- A Camil amplia presença na América do Sul com logística de cross-docking e portfólio diversificado (massas, açúcar, biscoitos), fortalecendo atuação no varejo alimentar.
- Em 2026, a empresa usa a estratégia para escalar eficiência e dominar prateleiras da região, mantendo foco em inovação de embalagens e qualidade.
- A marca pode cobrar prêmio de 8% a 10% por arroz reserva, sustentado por padrões de classificação monitorados pelo Ministério da Agricultura (MAPA).
- A expansão internacional para Uruguai (Saman) e Peru (Costeño) funciona como hedge natural, usando moedas diferentes e diversificação de custos e receitas.
- Entre 2025 e 2026, a Camil avançou em aquisições estratégicas (União e Coqueiro, Santa Amália e Mabel) para consolidar massas, biscoitos e outras categorias, ampliando a rentabilidade.
A Camil ampliou sua presença na América do Sul usando logística de cross-docking e um portfólio diversificado que vai de massas a biscoitos. Em 2026, a empresa busca elevar a competitividade no varejo alimentar, mantendo foco em eficiência e alcance geográfico.

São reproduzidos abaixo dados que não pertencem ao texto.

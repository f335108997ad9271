pub mod cli;
pub mod config;
pub mod domain;
pub mod errors;
pub mod formatting;
pub mod services;
pub mod sources;

use tracing_subscriber::EnvFilter;

/// Log to stderr, filtered by `RUST_LOG` (default `info`)
pub fn setup_logging() {
    let filter = EnvFilter::try_from_default_env().unwrap_or_else(|_| EnvFilter::new("info"));

    // A second call (tests) keeps the first subscriber
    let _ = tracing_subscriber::fmt()
        .with_env_filter(filter)
        .with_writer(std::io::stderr)
        .try_init();
}
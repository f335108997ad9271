pub mod delivery_service;
pub mod fetch_service;
pub mod notification_service;

pub use delivery_service::{DeliveryOptions, DeliveryService, RunOutcome};
pub use fetch_service::{pick_random, FetchService};
pub use notification_service::{ConsoleNotifier, NotificationService, Notifier};
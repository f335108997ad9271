use std::io::{self, Write};

use telegram::{
    InputMediaPhoto, ParseMode, TelegramClient, MAX_CAPTION_LENGTH, MAX_MEDIA_GROUP_SIZE,
    MAX_MESSAGE_LENGTH,
};
use tracing::{error, info, warn};

use crate::config::TelegramConfig;
use crate::domain::Photo;
use crate::errors::{BotError, BotResult};
use crate::formatting::{format_error, truncate_markup};

#[cfg_attr(test, mockall::automock)]
pub trait Notifier {
    fn send_text(
        &self,
        chat_id: &str,
        text: &str,
        parse_mode: Option<ParseMode>,
    ) -> BotResult<()>;

    fn send_photo(
        &self,
        chat_id: &str,
        photo_url: &str,
        caption: &str,
        parse_mode: Option<ParseMode>,
    ) -> BotResult<()>;

    fn send_photo_group(
        &self,
        chat_id: &str,
        photos: &[Photo],
        parse_mode: Option<ParseMode>,
    ) -> BotResult<()>;

    /// Report a failed run. Never fails: a broken error path is only logged.
    fn send_error(&self, chat_id: &str, message: &str);
}

pub struct NotificationService {
    client: TelegramClient,
}

impl NotificationService {
    pub fn new(config: &TelegramConfig) -> BotResult<Self> {
        let client = TelegramClient::with_base_url(&config.api_url, config.bot_token.expose())?;
        Ok(Self { client })
    }
}

impl Notifier for NotificationService {
    fn send_text(
        &self,
        chat_id: &str,
        text: &str,
        parse_mode: Option<ParseMode>,
    ) -> BotResult<()> {
        let text = truncate_markup(text, MAX_MESSAGE_LENGTH);
        self.client.send_message(chat_id, &text, parse_mode)?;

        info!(chat_id, "Message sent successfully");
        Ok(())
    }

    fn send_photo(
        &self,
        chat_id: &str,
        photo_url: &str,
        caption: &str,
        parse_mode: Option<ParseMode>,
    ) -> BotResult<()> {
        let caption = truncate_markup(caption, MAX_CAPTION_LENGTH);
        self.client
            .send_photo(chat_id, photo_url, Some(&caption), parse_mode)?;

        info!(chat_id, "Photo sent successfully");
        Ok(())
    }

    fn send_photo_group(
        &self,
        chat_id: &str,
        photos: &[Photo],
        parse_mode: Option<ParseMode>,
    ) -> BotResult<()> {
        match photos {
            [] => Err(BotError::EmptyResult("No photos to send".to_string())),
            [photo] => self.send_photo(chat_id, &photo.url, &photo.caption, parse_mode),
            _ => {
                if photos.len() > MAX_MEDIA_GROUP_SIZE {
                    warn!(
                        requested = photos.len(),
                        "Album larger than {} photos, sending the first ones", MAX_MEDIA_GROUP_SIZE
                    );
                }

                let media: Vec<InputMediaPhoto> = photos
                    .iter()
                    .take(MAX_MEDIA_GROUP_SIZE)
                    .map(|photo| {
                        InputMediaPhoto::new(photo.url.as_str()).with_caption(
                            truncate_markup(&photo.caption, MAX_CAPTION_LENGTH),
                            parse_mode,
                        )
                    })
                    .collect();

                self.client.send_media_group(chat_id, &media)?;

                info!(chat_id, photos = media.len(), "Album sent successfully");
                Ok(())
            }
        }
    }

    fn send_error(&self, chat_id: &str, message: &str) {
        let text = format_error(message);

        match self.send_text(chat_id, &text, Some(ParseMode::MarkdownV2)) {
            Ok(()) => info!("Error notification sent to Telegram"),
            Err(e) => {
                // Don't propagate: reporting must not fail the run
                let failure = BotError::Reporting(e.to_string());
                error!(error = %failure, original = %message, "Could not report error");
            }
        }
    }
}

/// Prints messages to stdout instead of sending them (dry runs)
pub struct ConsoleNotifier;

impl ConsoleNotifier {
    fn print(&self, chat_id: &str, kind: &str, text: &str) -> BotResult<()> {
        let mut stdout = io::stdout().lock();
        writeln!(stdout, "[DRY RUN] {} to chat {}:", kind, chat_id)?;
        writeln!(stdout, "{}", text)?;
        writeln!(stdout)?;
        Ok(())
    }
}

impl Notifier for ConsoleNotifier {
    fn send_text(
        &self,
        chat_id: &str,
        text: &str,
        _parse_mode: Option<ParseMode>,
    ) -> BotResult<()> {
        self.print(chat_id, "Message", text)
    }

    fn send_photo(
        &self,
        chat_id: &str,
        photo_url: &str,
        caption: &str,
        _parse_mode: Option<ParseMode>,
    ) -> BotResult<()> {
        self.print(chat_id, "Photo", &format!("{}\n{}", photo_url, caption))
    }

    fn send_photo_group(
        &self,
        chat_id: &str,
        photos: &[Photo],
        _parse_mode: Option<ParseMode>,
    ) -> BotResult<()> {
        let listing = photos
            .iter()
            .map(|photo| format!("{}\n{}", photo.url, photo.caption))
            .collect::<Vec<_>>()
            .join("\n\n");
        self.print(chat_id, "Album", &listing)
    }

    fn send_error(&self, chat_id: &str, message: &str) {
        if let Err(e) = self.print(chat_id, "Error report", &format_error(message)) {
            error!(error = %e, original = %message, "Could not print error report");
        }
    }
}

Nascida no Rio Grande do Sul, a Camil inovou ao embalar arroz em sacos de 5 kg, em 1974, aprimorando higiene e padrão de cozimento. Hoje, a marca tem presença expressiva e, com inflação, pode cobrar prêmio de 8% a 10% por alguns produtos, como o arroz reserva.
A expansão internacional inclui Uruguai (Saman) e Peru (Costeño). A diversificação atua como hedge natural, com compras de commodities e vendas em várias moedas, ajudando a equilibrar custos e receitas diante de variações cambiais.
Altamente conectada à logística, a Camil consegue entregar arroz, açúcar e biscoitos no mesmo caminhão, reduzindo frete e ampliando o atendimento a pequenos varejos. Essa prática fortalece a presença da marca no varejo.
Essa estratégia de cross-docking é destacada em comparativos com produtores de nicho, ressaltando menor custo de frete e maior poder de negociação com varejistas. A abordagem também oferece proteção contra inflação.
Entre 2025 e 2026, a empresa acelerou aquisições para ampliar massas (Santa Amália) e biscoitos (Mabel), mirando disputa com grandes players nacionais. A meta é usar a confiança no grão para alavancar produtos de maior valor agregado.
Aquisições estratégicas incluem União e Coqueiro (alto giro em açúcar e pescados), Santa Amália (massas em Minas Gerais) e Mabel (biscuits populares no Brasil). Esses movimentos moldam o formato multicompetitivo da companhia.
A evolução da Camil mostra que logística integrada sustenta rentabilidade, mesmo com variações no consumo de arroz, macarrão e outros itens. A empresa passa de tese agrícola a potencial gigante do consumo no varejo sul-americano.
Parcerias e operações de distribuição multicategoria fortalecem a resiliência financeira da empresa. A capacidade de controlar o caminhão de entrega transforma a presença da marca em diferenciação competitiva no mercado.